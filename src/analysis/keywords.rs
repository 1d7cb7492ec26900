//! Single-document TF-IDF keyword ranking.
//!
//! Every call builds its own term table; nothing is shared between analyses.

use crate::parsers::text;
use regex::Regex;
use std::collections::HashMap;
use std::sync::LazyLock;

/// Maximum number of keywords returned by [`extract_keywords`].
pub const MAX_KEYWORDS: usize = 10;

/// Terms must be longer than this many characters to be reported.
const MIN_TERM_CHARS: usize = 3;

/// Character references left behind by tag stripping (`&nbsp;`, `&#8217;`).
static ENTITY: LazyLock<Regex> = LazyLock::new(|| {
    Regex::new(r"&(?:#[0-9]+|#[xX][0-9a-fA-F]+|[a-zA-Z][a-zA-Z0-9]*);")
        .expect("entity pattern should be valid")
});

const STOP_WORDS: &[&str] = &[
    "about", "above", "after", "again", "all", "also", "am", "an", "and", "another", "any", "are",
    "as", "at", "be", "because", "been", "before", "being", "below", "between", "both", "but", "by",
    "came", "can", "cannot", "come", "could", "did", "do", "does", "doing", "during", "each", "few",
    "for", "from", "further", "get", "got", "has", "had", "he", "have", "her", "here", "him",
    "himself", "his", "how", "if", "in", "into", "is", "it", "its", "itself", "like", "make",
    "many", "me", "might", "more", "most", "much", "must", "my", "myself", "never", "now", "of",
    "on", "only", "or", "other", "our", "ours", "ourselves", "out", "over", "own", "said", "same",
    "see", "should", "since", "so", "some", "still", "such", "take", "than", "that", "the",
    "their", "theirs", "them", "themselves", "then", "there", "these", "they", "this", "those",
    "through", "to", "too", "under", "until", "up", "very", "was", "way", "we", "well", "were",
    "what", "where", "when", "which", "while", "who", "whom", "with", "would", "why", "you",
    "your", "yours", "yourself",
];

/// A term with its TF-IDF weight.
#[derive(Debug, Clone, PartialEq)]
pub struct RankedTerm {
    pub term: String,
    pub score: f64,
}

/// Top keywords of an HTML document's visible text.
pub fn extract_keywords(html: &str) -> Vec<String> {
    extract_keywords_from_text(&text::visible_text(html))
}

/// Top keywords of plain text: terms longer than three characters, best first,
/// at most [`MAX_KEYWORDS`]. Character references are not terms.
pub fn extract_keywords_from_text(text: &str) -> Vec<String> {
    rank_terms(&ENTITY.replace_all(text, " "))
        .into_iter()
        .filter(|ranked| ranked.term.chars().count() > MIN_TERM_CHARS)
        .take(MAX_KEYWORDS)
        .map(|ranked| ranked.term)
        .collect()
}

/// Ranks every non stop-word term of `text` by descending TF-IDF.
///
/// The text is treated as a corpus of one document, so the IDF factor is the
/// same for every term and the order follows term frequency. Equal scores keep
/// the order in which terms first appear.
pub fn rank_terms(text: &str) -> Vec<RankedTerm> {
    let mut order: Vec<String> = Vec::new();
    let mut counts: HashMap<String, usize> = HashMap::new();

    for token in tokenize(text) {
        if STOP_WORDS.contains(&token.as_str()) {
            continue;
        }
        match counts.get_mut(&token) {
            Some(count) => *count += 1,
            None => {
                counts.insert(token.clone(), 1);
                order.push(token);
            }
        }
    }

    let idf = inverse_document_frequency(1, 1);
    let mut ranked = order
        .into_iter()
        .map(|term| {
            let tf = counts.get(&term).copied().unwrap_or_default() as f64;
            RankedTerm { term, score: tf * idf }
        })
        .collect::<Vec<_>>();

    ranked.sort_by(|a, b| b.score.total_cmp(&a.score));
    ranked
}

fn inverse_document_frequency(documents: usize, documents_with_term: usize) -> f64 {
    1.0 + (documents as f64 / (1 + documents_with_term) as f64).ln()
}

/// Lowercased word tokens; anything that is not alphanumeric or `_` separates.
fn tokenize(text: &str) -> impl Iterator<Item = String> + '_ {
    text.split(|c: char| !(c.is_alphanumeric() || c == '_'))
        .filter(|token| !token.is_empty())
        .map(str::to_lowercase)
}

#[cfg(test)]
mod tests {
    use super::*;

    #[test]
    fn test_rank_terms_by_frequency() {
        let ranked = rank_terms("pottery kiln pottery glaze pottery kiln");
        let terms: Vec<_> = ranked.iter().map(|r| r.term.as_str()).collect();
        assert_eq!(terms, vec!["pottery", "kiln", "glaze"]);
        assert!(ranked[0].score > ranked[1].score);
        assert!(ranked[2].score > 0.0);
    }

    #[test]
    fn test_rank_terms_ties_keep_first_occurrence() {
        let ranked = rank_terms("zebra apple mango");
        let terms: Vec<_> = ranked.iter().map(|r| r.term.as_str()).collect();
        assert_eq!(terms, vec!["zebra", "apple", "mango"]);
    }

    #[test]
    fn test_rank_terms_drops_stop_words_and_lowercases() {
        let ranked = rank_terms("The Studio and THE studio");
        assert_eq!(ranked.len(), 1);
        assert_eq!(ranked[0].term, "studio");
    }

    #[test]
    fn test_extract_keywords_filters_short_terms() {
        let keywords = extract_keywords_from_text("art art art pots pots clay");
        assert_eq!(keywords, vec!["pots", "clay"]);
    }

    #[test]
    fn test_extract_keywords_limit() {
        let text = (0..15)
            .map(|i| format!("keyword{i}"))
            .collect::<Vec<_>>()
            .join(" ");
        assert_eq!(extract_keywords_from_text(&text).len(), MAX_KEYWORDS);
    }

    #[test]
    fn test_extract_keywords_from_html() {
        let html = "<html><head><style>.glaze { color: blue }</style></head>\
                    <body><h1>Stoneware glaze</h1><p>Stoneware firing, stoneware kilns.</p>\
                    <script>var hidden = 'hidden hidden hidden';</script></body></html>";
        let keywords = extract_keywords(html);
        assert_eq!(keywords[0], "stoneware");
        assert!(!keywords.contains(&"hidden".to_string()));
    }

    #[test]
    fn test_extract_keywords_ignores_entities() {
        let html = "<p>Handmade&nbsp;bowls &amp; mugs. Handmade caf&eacute; plates&#8217; glaze \
                    &nbsp;&nbsp;&nbsp;&#x2014;&copy;</p>";
        let keywords = extract_keywords(html);
        assert_eq!(keywords[0], "handmade");
        for entity in ["nbsp", "amp", "eacute", "8217", "x2014", "copy"] {
            assert!(!keywords.contains(&entity.to_string()), "{entity} in {keywords:?}");
        }
        assert!(keywords.contains(&"bowls".to_string()));
        assert!(keywords.contains(&"glaze".to_string()));
    }

    #[test]
    fn test_extract_keywords_empty() {
        assert!(extract_keywords("").is_empty());
    }
}
use regex::Regex;
use std::sync::LazyLock;

static SCRIPT_BLOCK: LazyLock<Regex> = LazyLock::new(|| {
    Regex::new(r"(?is)<script\b[^>]*>.*?</script>").expect("script pattern should be valid")
});

static STYLE_BLOCK: LazyLock<Regex> = LazyLock::new(|| {
    Regex::new(r"(?is)<style\b[^>]*>.*?</style>").expect("style pattern should be valid")
});

// A tag, or a trailing unterminated `<...` fragment.
static TAG: LazyLock<Regex> =
    LazyLock::new(|| Regex::new(r"<[^>]*>?").expect("tag pattern should be valid"));

/// Reduces raw HTML to its visible text.
///
/// This is a textual pass over the markup rather than a DOM walk:
/// - `<script>` and `<style>` blocks are removed with their content
/// - every remaining tag is replaced by a space
/// - whitespace runs collapse to a single space and the result is trimmed
///
/// Entities are left as written.
pub fn visible_text(html: &str) -> String {
    let without_scripts = SCRIPT_BLOCK.replace_all(html, "");
    let without_styles = STYLE_BLOCK.replace_all(&without_scripts, "");
    let without_tags = TAG.replace_all(&without_styles, " ");
    normalize_whitespace(&without_tags)
}

/// Collapses all whitespace runs into single spaces.
pub fn normalize_whitespace(text: &str) -> String {
    text.split_whitespace().collect::<Vec<_>>().join(" ")
}

/// Whitespace separated tokens of `text`, punctuation included.
pub fn words(text: &str) -> Vec<&str> {
    text.split_whitespace().collect()
}

/// Number of non-blank segments between runs of `.`, `!` and `?`.
pub fn sentence_count(text: &str) -> usize {
    text.split(['.', '!', '?'])
        .filter(|segment| !segment.trim().is_empty())
        .count()
}
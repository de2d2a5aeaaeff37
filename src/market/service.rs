use reqwest::Client;
use std::sync::Arc;
use tracing::{debug, info, warn};

use crate::{
    config::Config,
    error::AppError,
    market::model::{ChartParams, MarketChartResponse, PricePoint},
};

const VS_CURRENCY: &str = "usd";

#[derive(Clone)]
pub struct MarketService {
    client: Client,
    base_url: Arc<str>,
}

impl MarketService {
    pub fn new(config: &Config) -> Result<Self, AppError> {
        let mut builder = Client::builder();
        if let Some(timeout) = config.upstream_timeout {
            builder = builder.timeout(timeout);
        }

        let client = builder
            .build()
            .map_err(|e| AppError::ConfigError(format!("Failed to build HTTP client: {}", e)))?;

        Ok(Self {
            client,
            base_url: Arc::from(config.upstream_base_url.trim_end_matches('/')),
        })
    }

    /// Builds the market chart URL. Parameters are substituted as-is, without
    /// escaping.
    pub fn market_chart_url(&self, params: &ChartParams) -> String {
        format!(
            "{}/coins/{}/market_chart?vs_currency={}&days={}",
            self.base_url, params.coin, VS_CURRENCY, params.days
        )
    }

    /// Fetches the chart and returns its `prices` series. The upstream status
    /// code is not checked: any body that decodes is a success.
    pub async fn get_market_chart(&self, params: &ChartParams) -> Result<Vec<PricePoint>, AppError> {
        let url = self.market_chart_url(params);
        let result = self.client.get(&url).send().await;
        info!("Upstream request: {}", url);

        let response = result.map_err(|e| {
            warn!("Failed to fetch {}: {}", url, e);
            AppError::from(e)
        })?;
        debug!("Upstream responded with {}", response.status());

        let body = response.bytes().await.map_err(|e| {
            warn!("Failed to read upstream body from {}: {}", url, e);
            AppError::DecodeError(e.to_string())
        })?;

        let chart = MarketChartResponse::from_slice(&body).map_err(|e| {
            warn!("Invalid upstream response from {}: {}", url, e);
            AppError::from(e)
        })?;

        Ok(chart.into_prices())
    }
}
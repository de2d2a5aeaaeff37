use axum::{
  extract::{Query, State},
  Json,
};

use crate::{
  error::AppError,
  market::{
      model::{ChartParams, PricePoint},
      service::MarketService,
  },
};

// Relay the price series for one coin
pub async fn get_coin_data(
  State(service): State<MarketService>,
  Query(pairs): Query<Vec<(String, String)>>,
) -> Result<Json<Vec<PricePoint>>, AppError> {
  let params = ChartParams::from_pairs(&pairs);
  let prices = service.get_market_chart(&params).await?;
  Ok(Json(prices))
}
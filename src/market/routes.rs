use axum::{routing::get, Router};

use crate::market::{handler, service::MarketService};

pub fn market_routes(service: MarketService) -> Router {
  Router::new()
      .route("/coin", get(handler::get_coin_data))
      .with_state(service)
}
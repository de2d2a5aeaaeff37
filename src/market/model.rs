use serde::{
    de::{IgnoredAny, MapAccess, Visitor},
    ser::SerializeTuple,
    Deserialize, Deserializer, Serialize, Serializer,
};
use std::fmt;

pub const DEFAULT_COIN: &str = "ripple";
pub const DEFAULT_DAYS: &str = "1";

/// Query parameters accepted by `GET /api/coin`.
#[derive(Debug, Clone, PartialEq, Eq)]
pub struct ChartParams {
    pub coin: String,
    pub days: String,
}

impl ChartParams {
    /// Resolves `coin` and `days` from raw query pairs. Only a missing key
    /// falls back to its default; `?coin=` keeps the empty value. The first
    /// occurrence of a repeated key wins.
    pub fn from_pairs(pairs: &[(String, String)]) -> Self {
        let lookup = |key: &str, default: &str| {
            pairs
                .iter()
                .find(|(k, _)| k == key)
                .map(|(_, v)| v.clone())
                .unwrap_or_else(|| default.to_string())
        };

        Self {
            coin: lookup("coin", DEFAULT_COIN),
            days: lookup("days", DEFAULT_DAYS),
        }
    }
}

impl Default for ChartParams {
    fn default() -> Self {
        Self {
            coin: DEFAULT_COIN.to_string(),
            days: DEFAULT_DAYS.to_string(),
        }
    }
}

/// A `[timestamp, price]` pair.
#[derive(Debug, Clone, Copy, PartialEq, Deserialize)]
pub struct PricePoint(pub f64, pub f64);

impl Serialize for PricePoint {
    fn serialize<S: Serializer>(&self, serializer: S) -> Result<S::Ok, S::Error> {
        let mut point = serializer.serialize_tuple(2)?;
        point.serialize_element(&ChartNumber(self.0))?;
        point.serialize_element(&ChartNumber(self.1))?;
        point.end()
    }
}

/// Writes integral values below 1e21 without a fractional part or exponent,
/// so `1e3` and `1000.0` both go out as `1000`.
struct ChartNumber(f64);

impl Serialize for ChartNumber {
    fn serialize<S: Serializer>(&self, serializer: S) -> Result<S::Ok, S::Error> {
        if self.0.fract() == 0.0 && self.0.abs() < 1e21 {
            serializer.serialize_i128(self.0 as i128)
        } else {
            serializer.serialize_f64(self.0)
        }
    }
}

/// Envelope returned by the market chart endpoint. Everything except
/// `prices` is ignored.
///
/// Keys match `prices` case-insensitively and the last matching key wins,
/// so `{"Prices": ...}` and repeated keys decode instead of failing.
#[derive(Debug, Default)]
pub struct MarketChartResponse {
    pub prices: Option<Vec<PricePoint>>,
}

impl MarketChartResponse {
    /// Decodes an upstream body. A bare `null` body is an empty envelope.
    pub fn from_slice(body: &[u8]) -> serde_json::Result<Self> {
        let chart: Option<Self> = serde_json::from_slice(body)?;
        Ok(chart.unwrap_or_default())
    }

    pub fn into_prices(self) -> Vec<PricePoint> {
        self.prices.unwrap_or_default()
    }
}

impl<'de> Deserialize<'de> for MarketChartResponse {
    fn deserialize<D: Deserializer<'de>>(deserializer: D) -> Result<Self, D::Error> {
        deserializer.deserialize_map(EnvelopeVisitor)
    }
}

struct EnvelopeVisitor;

impl<'de> Visitor<'de> for EnvelopeVisitor {
    type Value = MarketChartResponse;

    fn expecting(&self, formatter: &mut fmt::Formatter) -> fmt::Result {
        formatter.write_str("a market chart object")
    }

    fn visit_map<A: MapAccess<'de>>(self, mut map: A) -> Result<Self::Value, A::Error> {
        let mut prices = None;
        while let Some(key) = map.next_key::<String>()? {
            if key.eq_ignore_ascii_case("prices") {
                prices = map.next_value::<Option<Vec<PricePoint>>>()?;
            } else {
                map.next_value::<IgnoredAny>()?;
            }
        }
        Ok(MarketChartResponse { prices })
    }
}
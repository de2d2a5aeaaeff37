use std::net::SocketAddr;
use tracing::info;
use tracing_subscriber::{EnvFilter, FmtSubscriber};

use coin_chart_relay::{router, Config};

#[tokio::main]
async fn main() -> anyhow::Result<()> {
    // Load environment variables
    dotenv::dotenv().ok();

    // Initialize logging
    let filter = EnvFilter::try_from_default_env()
        .unwrap_or_else(|_| EnvFilter::new("info,tower_http=debug"));
    let subscriber = FmtSubscriber::builder()
        .with_env_filter(filter)
        .finish();
    tracing::subscriber::set_global_default(subscriber)?;

    // Load configuration
    let config = Config::from_env()?;
    info!("Relaying market charts from {}", config.upstream_base_url);

    // Build our application with routes
    let app = router::create_router(&config)?;

    // Run our application
    let addr = SocketAddr::new(config.host, config.port);
    info!("Server listening on {}", addr);

    let listener = tokio::net::TcpListener::bind(addr).await?;
    axum::serve(listener, app).await?;

    Ok(())
}
pub mod api;
pub mod config;
pub mod error;
pub mod market;

// Re-export common modules
pub use api::router;
pub use config::Config;
pub use error::AppError;
//! JSON encoding and decoding.

use serde::de::DeserializeOwned;
use serde::Serialize;
use std::str::FromStr;

use crate::error::{FormatResult, XfsError, XfsResult};

/// Layout of dumped JSON.
#[derive(Debug, Clone, Copy, PartialEq, Eq, Default)]
pub enum JsonStyle {
    /// Four-space indentation.
    #[default]
    Pretty,
    /// No whitespace at all.
    Compact,
}

impl FromStr for JsonStyle {
    type Err = XfsError;

    fn from_str(s: &str) -> XfsResult<Self> {
        match s.to_ascii_lowercase().as_str() {
            "pretty" => Ok(JsonStyle::Pretty),
            "compact" => Ok(JsonStyle::Compact),
            other => Err(XfsError::InvalidArgument(format!(
                "invalid JSON style \"{}\", must be pretty or compact",
                other
            ))),
        }
    }
}

pub fn decode<T: DeserializeOwned>(text: &str) -> FormatResult<T> {
    Ok(serde_json::from_str(text)?)
}

/// Encode `data`; slashes and non-ASCII characters are written as is.
pub fn encode<T: Serialize + ?Sized>(data: &T, style: JsonStyle) -> FormatResult<String> {
    match style {
        JsonStyle::Compact => Ok(serde_json::to_string(data)?),
        JsonStyle::Pretty => {
            let mut out = Vec::new();
            let formatter = serde_json::ser::PrettyFormatter::with_indent(b"    ");
            let mut serializer = serde_json::Serializer::with_formatter(&mut out, formatter);
            data.serialize(&mut serializer)?;
            // serde_json only ever writes valid UTF-8
            Ok(String::from_utf8_lossy(&out).into_owned())
        }
    }
}
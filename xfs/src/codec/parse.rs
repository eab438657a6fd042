//! CSV parsing.
//!
//! Documents are split on raw `\n` before field splitting, so line breaks
//! inside enclosed fields are not supported. Every line is trimmed.
//!
//! Field grammar (shared by both splitting strategies):
//!
//! - fields are separated by the delimiter
//! - a field starting with the enclosure is enclosed; inside it the escape
//!   sequence takes the next enclosure, escape or character literally, and
//!   a doubled enclosure stands for one enclosure
//! - the closing enclosure ends the quoted part; anything up to the next
//!   delimiter is appended verbatim
//! - an empty line is a single empty field

use serde_json::Value;
use tracing::debug;

use super::dialect::CsvDialect;
use super::table::{CsvData, ParseMode, Record, Row};
use crate::error::{CsvError, CsvResult};

// =============================================================================
// Line Splitting Strategies
// =============================================================================

/// Field splitter, chosen once per document.
enum LineSplitter<'a> {
    /// Every part of the dialect is one byte: the `csv` crate does the work.
    SingleByte(csv::ReaderBuilder),
    /// Delimiter, enclosure or escape spans several bytes.
    MultiChar(&'a CsvDialect),
}

impl<'a> LineSplitter<'a> {
    fn for_dialect(dialect: &'a CsvDialect) -> Self {
        match dialect.as_single_bytes() {
            Some((delimiter, enclosure, escape)) => {
                let mut builder = csv::ReaderBuilder::new();
                builder
                    .has_headers(false)
                    .flexible(true)
                    .trim(csv::Trim::None)
                    .delimiter(delimiter)
                    .quote(enclosure)
                    .double_quote(true)
                    .escape(escape)
                    // Lines are already split; a bare `\r` is field data.
                    .terminator(csv::Terminator::Any(b'\n'));
                LineSplitter::SingleByte(builder)
            }
            None => LineSplitter::MultiChar(dialect),
        }
    }

    fn split(&self, line: &str, row: usize) -> CsvResult<Row> {
        if line.is_empty() {
            return Ok(vec![String::new()]);
        }
        match self {
            LineSplitter::SingleByte(builder) => {
                let mut reader = builder.from_reader(line.as_bytes());
                let mut record = csv::StringRecord::new();
                match reader.read_record(&mut record) {
                    Ok(true) => Ok(record.iter().map(String::from).collect()),
                    Ok(false) => Ok(vec![String::new()]),
                    Err(e) => Err(CsvError::Malformed {
                        row,
                        message: e.to_string(),
                    }),
                }
            }
            LineSplitter::MultiChar(dialect) => Ok(split_multi_char(line, dialect)),
        }
    }
}

fn split_multi_char(line: &str, dialect: &CsvDialect) -> Row {
    let delimiter = dialect.delimiter.as_str();
    let mut fields = Vec::new();
    let mut rest = line;

    loop {
        let (field, remaining) = match rest.strip_prefix(dialect.enclosure.as_str()) {
            Some(inner) => read_enclosed(inner, dialect),
            None => match rest.find(delimiter) {
                Some(at) => (rest[..at].to_string(), Some(&rest[at + delimiter.len()..])),
                None => (rest.to_string(), None),
            },
        };
        fields.push(field);
        match remaining {
            Some(next) => rest = next,
            None => break,
        }
    }

    fields
}

/// Read an enclosed field whose opening enclosure was already consumed.
///
/// Returns the field and the text after its trailing delimiter, if any.
fn read_enclosed<'a>(mut rest: &'a str, dialect: &CsvDialect) -> (String, Option<&'a str>) {
    let enclosure = dialect.enclosure.as_str();
    let delimiter = dialect.delimiter.as_str();
    let mut field = String::new();

    // An escape equal to the enclosure behaves like doubling.
    let escape = dialect.escape_seq().filter(|escape| *escape != enclosure);

    loop {
        if let Some(escape) = escape {
            if let Some(after) = rest.strip_prefix(escape) {
                if let Some(next) = after.strip_prefix(enclosure) {
                    field.push_str(enclosure);
                    rest = next;
                    continue;
                }
                if let Some(next) = after.strip_prefix(escape) {
                    field.push_str(escape);
                    rest = next;
                    continue;
                }
                let mut chars = after.chars();
                if let Some(c) = chars.next() {
                    field.push(c);
                    rest = chars.as_str();
                    continue;
                }
            }
        }

        if let Some(after) = rest.strip_prefix(enclosure) {
            match after.strip_prefix(enclosure) {
                Some(next) => {
                    field.push_str(enclosure);
                    rest = next;
                    continue;
                }
                None => {
                    rest = after;
                    break;
                }
            }
        }

        let mut chars = rest.chars();
        match chars.next() {
            Some(c) => {
                field.push(c);
                rest = chars.as_str();
            }
            // Unterminated enclosure: keep what was read.
            None => return (field, None),
        }
    }

    match rest.find(delimiter) {
        Some(at) => {
            field.push_str(&rest[..at]);
            (field, Some(&rest[at + delimiter.len()..]))
        }
        None => {
            field.push_str(rest);
            (field, None)
        }
    }
}

// =============================================================================
// Parsing
// =============================================================================

/// Parse CSV text into rows.
///
/// `source` identifies the document in error messages. Every row must have
/// as many fields as the first one.
///
/// # Example
/// ```
/// use xfs::codec::{parse, CsvDialect};
///
/// let rows = parse("name,age\nAlice,30\n", &CsvDialect::default(), "inline").unwrap();
/// assert_eq!(rows, vec![vec!["name", "age"], vec!["Alice", "30"]]);
/// ```
pub fn parse(text: &str, dialect: &CsvDialect, source: &str) -> CsvResult<Vec<Row>> {
    dialect.validate()?;

    let text = text.trim();
    if text.is_empty() {
        return Ok(Vec::new());
    }

    let splitter = LineSplitter::for_dialect(dialect);
    let mut expected: Option<usize> = None;
    let mut rows = Vec::new();

    for (index, line) in text.split('\n').enumerate() {
        let row_num = index + 1;
        let fields = splitter.split(line.trim(), row_num)?;

        match expected {
            None => expected = Some(fields.len()),
            Some(len) if fields.len() != len => {
                return Err(CsvError::ColumnCountMismatch {
                    file: source.to_string(),
                    expected: len,
                    found: fields.len(),
                    row: row_num,
                });
            }
            Some(_) => {}
        }

        rows.push(fields);
    }

    debug!(source, rows = rows.len(), "parsed CSV");
    Ok(rows)
}

/// Zip every row after the first against the first row's fields.
///
/// Rows must already have consistent lengths (as produced by [`parse`]).
pub fn rows_to_records(mut rows: Vec<Row>) -> Vec<Record> {
    if rows.is_empty() {
        return Vec::new();
    }
    let header = rows.remove(0);

    rows.into_iter()
        .map(|row| {
            header
                .iter()
                .cloned()
                .zip(row.into_iter().map(Value::String))
                .collect()
        })
        .collect()
}

/// Parse CSV text and structure it according to `mode`.
pub fn parse_with_mode(
    text: &str,
    dialect: &CsvDialect,
    source: &str,
    mode: ParseMode,
) -> CsvResult<CsvData> {
    let rows = parse(text, dialect, source)?;

    Ok(match mode {
        ParseMode::Array => CsvData::Rows(rows),
        ParseMode::Assoc => CsvData::Records(rows_to_records(rows)),
        ParseMode::Object => CsvData::Objects(
            rows_to_records(rows)
                .into_iter()
                .map(Value::Object)
                .collect(),
        ),
    })
}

WORK ORDER: State how many lines of the entries contain the word "CsvError". Nothing besides the number belongs in the reply.

THE ANSWER: 3